1.   Projections are just mathematical transformations from angular coordinates to planar coordinates.  So, using an open source GIS (QGIS) we’ll tell our first lie: Set the coordinate system to Web Mercator.  Do not re-project into Web Mercator!  We just want the dataset to think it is in Web Mercator coordinates.

sdfgg

That essentially shifts the center of our projection from (0°, -90°) to (0°, 0°).  That’s right, we just moved the south pole to a spot right off the west coast of Africa.   I am already a little ashamed of myself, but, now I can show polar data in a system that uses Web Mercator.

fdsasdf

But, there is a problem…my coordinates are still in “Web Mercator” meters.  While Tableau can work with shapefiles in non-latitude and longitude coordinates if there is a projection defined for the dataset, I still wanted to force the data back into latitude and longitude, so I then reprojected (or, perhaps un-projected) back to latitude and longitude using QGIS.

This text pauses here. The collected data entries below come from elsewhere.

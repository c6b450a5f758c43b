use crate::catalog::Candidate;
use std::fmt;

/// Step of the escalating resolution sequence
#[derive(Debug, Clone, Copy, PartialEq, Eq)]
pub enum Stage {
    Sanitized,
    Simplified,
    CoreTitle,
    WebFallback,
    Custom,
}

impl Stage {
    pub fn as_str(&self) -> &'static str {
        match self {
            Stage::Sanitized => "sanitized",
            Stage::Simplified => "simplified",
            Stage::CoreTitle => "core-title",
            Stage::WebFallback => "web-fallback",
            Stage::Custom => "custom",
        }
    }
}

impl fmt::Display for Stage {
    fn fmt(&self, f: &mut fmt::Formatter<'_>) -> fmt::Result {
        f.write_str(self.as_str())
    }
}

/// Query text tagged with the stage that produced it
#[derive(Debug, Clone, PartialEq, Eq)]
pub struct NormalizedQuery {
    pub text: String,
    pub stage: Stage,
}

impl NormalizedQuery {
    pub fn new(text: impl Into<String>, stage: Stage) -> Self {
        Self {
            text: text.into(),
            stage,
        }
    }

    pub fn is_empty(&self) -> bool {
        self.text.trim().is_empty()
    }

    /// Same question to the catalog, regardless of which stage asked it
    pub fn same_text(&self, other: &NormalizedQuery) -> bool {
        self.text == other.text
    }
}

impl fmt::Display for NormalizedQuery {
    fn fmt(&self, f: &mut fmt::Formatter<'_>) -> fmt::Result {
        f.write_str(&self.text)
    }
}

/// Terminal result of resolving one folder
#[derive(Debug, Clone, PartialEq)]
pub enum ResolutionOutcome {
    /// Operator picked a catalog candidate
    Resolved(Candidate),
    /// Operator typed their own title
    ResolvedCustom(String),
    /// Folder already carries a canonical name, or the operator cancelled
    Skipped,
    /// Every stage came up empty and no custom retry helped
    Exhausted,
}
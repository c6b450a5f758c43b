use crate::catalog::fallback::{self, FALLBACK_USER_AGENT};
use crate::catalog::models::{
    Candidate, CandidateHandle, ErrorResponse, SearchResponse, TitleResponse,
};
use crate::catalog::{CatalogClient, CatalogError};
use regex::Regex;
use reqwest::{Client, Response};
use std::sync::OnceLock;
use std::time::Duration;
use tracing::{debug, info, warn};

const USER_AGENT: &str = "reelname/0.1";

#[derive(Clone)]
pub struct OmdbClient {
    client: Client,
    api_key: String,
    base_url: String,
    fallback_url: String,
}

impl OmdbClient {
    pub fn new(api_key: String, timeout: Duration) -> Result<Self, CatalogError> {
        let client = Client::builder()
            .user_agent(USER_AGENT)
            .timeout(timeout)
            .build()?;

        Ok(Self {
            client,
            api_key,
            base_url: "https://www.omdbapi.com".to_string(),
            fallback_url: "https://www.google.com/search".to_string(),
        })
    }

    #[cfg(test)]
    fn with_base_url(mut self, base_url: &str) -> Self {
        self.base_url = base_url.to_string();
        self
    }

    async fn get_json(&self, params: &[(&str, &str)]) -> Result<String, CatalogError> {
        let response = self
            .client
            .get(&self.base_url)
            .query(&[("apikey", self.api_key.as_str())])
            .query(params)
            .send()
            .await?;

        // OMDb answers 401 both for bad keys and for exhausted daily quotas
        if response.status() == 401 {
            let body = response.text().await?;
            let err = classify_unauthorized(&body);
            warn!("✗ OMDb refused the request: {}", err);
            return Err(err);
        }

        let response = check_status(response)?;
        Ok(response.text().await?)
    }

    async fn search_title(
        &self,
        title: &str,
        year: Option<&str>,
        limit: usize,
    ) -> Result<Vec<CandidateHandle>, CatalogError> {
        let body = match year {
            Some(year) => {
                debug!("OMDb search: s={} y={}", title, year);
                self.get_json(&[("s", title), ("y", year)]).await?
            }
            None => {
                debug!("OMDb search: s={}", title);
                self.get_json(&[("s", title)]).await?
            }
        };
        parse_search_response(&body, limit)
    }
}

fn trailing_year_pattern() -> &'static Regex {
    static PATTERN: OnceLock<Regex> = OnceLock::new();
    PATTERN.get_or_init(|| Regex::new(r"^(.*\S)\s+((?:19|20)\d{2})$").unwrap())
}

/// Split `"Inception 2010"` into the title and the year OMDb takes as `y=`
fn split_trailing_year(query: &str) -> Option<(&str, &str)> {
    let caps = trailing_year_pattern().captures(query.trim())?;
    Some((caps.get(1)?.as_str(), caps.get(2)?.as_str()))
}

fn check_status(response: Response) -> Result<Response, CatalogError> {
    let status = response.status();
    if status.is_success() {
        Ok(response)
    } else if status == 429 {
        warn!("✗ OMDb rate limit exceeded");
        Err(CatalogError::RateLimit)
    } else {
        warn!("✗ OMDb API error: {}", status);
        match response.error_for_status() {
            Err(e) => Err(CatalogError::Request(e)),
            Ok(_) => Err(CatalogError::Api(format!("Unexpected status {}", status))),
        }
    }
}

/// Map an OMDb `"Response":"False"` error message onto the catalog error taxonomy.
/// Returns `None` for messages that simply mean "no results".
fn classify_api_error(message: &str) -> Option<CatalogError> {
    let lower = message.to_lowercase();
    if lower.contains("not found") || lower.contains("too many results") {
        None
    } else if lower.contains("api key") {
        Some(CatalogError::InvalidApiKey)
    } else if lower.contains("limit") {
        Some(CatalogError::RateLimit)
    } else {
        Some(CatalogError::Api(message.to_string()))
    }
}

/// Error for a 401 response, told apart by the message in its body
fn classify_unauthorized(body: &str) -> CatalogError {
    serde_json::from_str::<ErrorResponse>(body)
        .ok()
        .and_then(|response| response.error)
        .and_then(|message| classify_api_error(&message))
        .unwrap_or(CatalogError::InvalidApiKey)
}

/// Parse an OMDb search body into at most `limit` handles
pub(crate) fn parse_search_response(
    body: &str,
    limit: usize,
) -> Result<Vec<CandidateHandle>, CatalogError> {
    let response: SearchResponse = serde_json::from_str(body)?;

    if response.response != "True" {
        let message = response.error.unwrap_or_default();
        return match classify_api_error(&message) {
            Some(err) => Err(err),
            None => Ok(Vec::new()),
        };
    }

    Ok(response
        .search
        .into_iter()
        .take(limit)
        .map(|result| CandidateHandle {
            id: result.imdb_id,
            title: result.title,
        })
        .collect())
}

/// Parse an OMDb title body, filling defaults for the fields IMDb leaves blank
pub(crate) fn parse_title_response(
    body: &str,
    handle: &CandidateHandle,
) -> Result<Candidate, CatalogError> {
    let response: TitleResponse = serde_json::from_str(body)?;

    if response.response != "True" {
        let message = response
            .error
            .unwrap_or_else(|| format!("No details for {}", handle.id));
        return Err(classify_api_error(&message).unwrap_or(CatalogError::Api(message)));
    }

    let title = response
        .title
        .filter(|t| !t.trim().is_empty())
        .unwrap_or_else(|| "Unknown Title".to_string());

    Ok(Candidate {
        title,
        year: response.year.as_deref().and_then(parse_year),
        rating: response
            .imdb_rating
            .as_deref()
            .and_then(parse_rating)
            .unwrap_or(0.0),
        votes: response
            .imdb_votes
            .as_deref()
            .and_then(parse_votes)
            .unwrap_or(0),
        source_id: response.imdb_id.unwrap_or_else(|| handle.id.clone()),
    })
}

/// Leading four digits of an OMDb year ("2010", "2010–2013", "2019–")
fn parse_year(value: &str) -> Option<i32> {
    let digits: String = value.trim().chars().take(4).collect();
    if digits.len() == 4 && digits.chars().all(|c| c.is_ascii_digit()) {
        digits.parse().ok()
    } else {
        None
    }
}

fn parse_rating(value: &str) -> Option<f32> {
    value
        .trim()
        .parse::<f32>()
        .ok()
        .filter(|r| (0.0..=10.0).contains(r))
}

fn parse_votes(value: &str) -> Option<u64> {
    value.trim().replace(',', "").parse().ok()
}

#[async_trait::async_trait]
impl CatalogClient for OmdbClient {
    async fn search(
        &self,
        query: &str,
        limit: usize,
    ) -> Result<Vec<CandidateHandle>, CatalogError> {
        let handles = match split_trailing_year(query) {
            Some((title, year)) => {
                let handles = self.search_title(title, Some(year), limit).await?;
                if handles.is_empty() {
                    debug!("No OMDb results for '{}' in {}, retrying without year", title, year);
                    self.search_title(title, None, limit).await?
                } else {
                    handles
                }
            }
            None => self.search_title(query, None, limit).await?,
        };
        info!("✓ OMDb search '{}' returned {} result(s)", query, handles.len());
        Ok(handles)
    }

    async fn fetch_details(&self, handle: &CandidateHandle) -> Result<Candidate, CatalogError> {
        debug!("OMDb lookup: i={} ({})", handle.id, handle.title);
        let body = self.get_json(&[("i", handle.id.as_str())]).await?;
        parse_title_response(&body, handle)
    }

    async fn fallback_id_search(&self, query: &str) -> Result<Option<String>, CatalogError> {
        let q = format!("{} site:imdb.com", query);
        let response = self
            .client
            .get(&self.fallback_url)
            .query(&[("q", q.as_str()), ("num", "1"), ("hl", "en")])
            .header("User-Agent", FALLBACK_USER_AGENT)
            .send()
            .await?;

        if !response.status().is_success() {
            warn!(
                "Failed to fetch web search page. Status code: {}",
                response.status()
            );
            return Ok(None);
        }

        let html = response.text().await?;
        let id = fallback::extract_title_id(&html);
        match &id {
            Some(id) => info!("Found IMDb ID {} for '{}'", id, query),
            None => warn!("No IMDb ID found in web results for '{}'", query),
        }
        Ok(id)
    }
}
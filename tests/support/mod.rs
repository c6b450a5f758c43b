pub mod fake_catalog;

pub use fake_catalog::FakeCatalog;

use reelname::catalog::Candidate;

/// Initialize tracing for tests with proper test output handling
pub fn tracing_init() {
    let _ = tracing_subscriber::fmt().with_test_writer().try_init();
}

pub fn movie(title: &str, year: i32, rating: f32, votes: u64, id: &str) -> Candidate {
    Candidate {
        title: title.to_string(),
        year: Some(year),
        rating,
        votes,
        source_id: id.to_string(),
    }
}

2.   And there is an even bigger problem – I don’t want a base map that shows Antarctica at the equator!  I need a new custom base map…off to Mapbox I go.  With Mapbox I can style a new set of basemap tiles starting from a blank canvas.  That means I can lie about the coordinate system of all sorts of spatial files and have them show up in the same wrong location in the world!  I am totally going to lose my cartographic license for this…

I grabbed a dataset with boundaries of the world countries (in latitude and longitude) -> used QGIS to project to Polar Stereographic to match the real sea ice data (to get it in the right coordinate system) -> changed the projection definition to Web Mercator (introducing the lie to make it think it was really located at the equator) -> reprojected back to latitude and longitude.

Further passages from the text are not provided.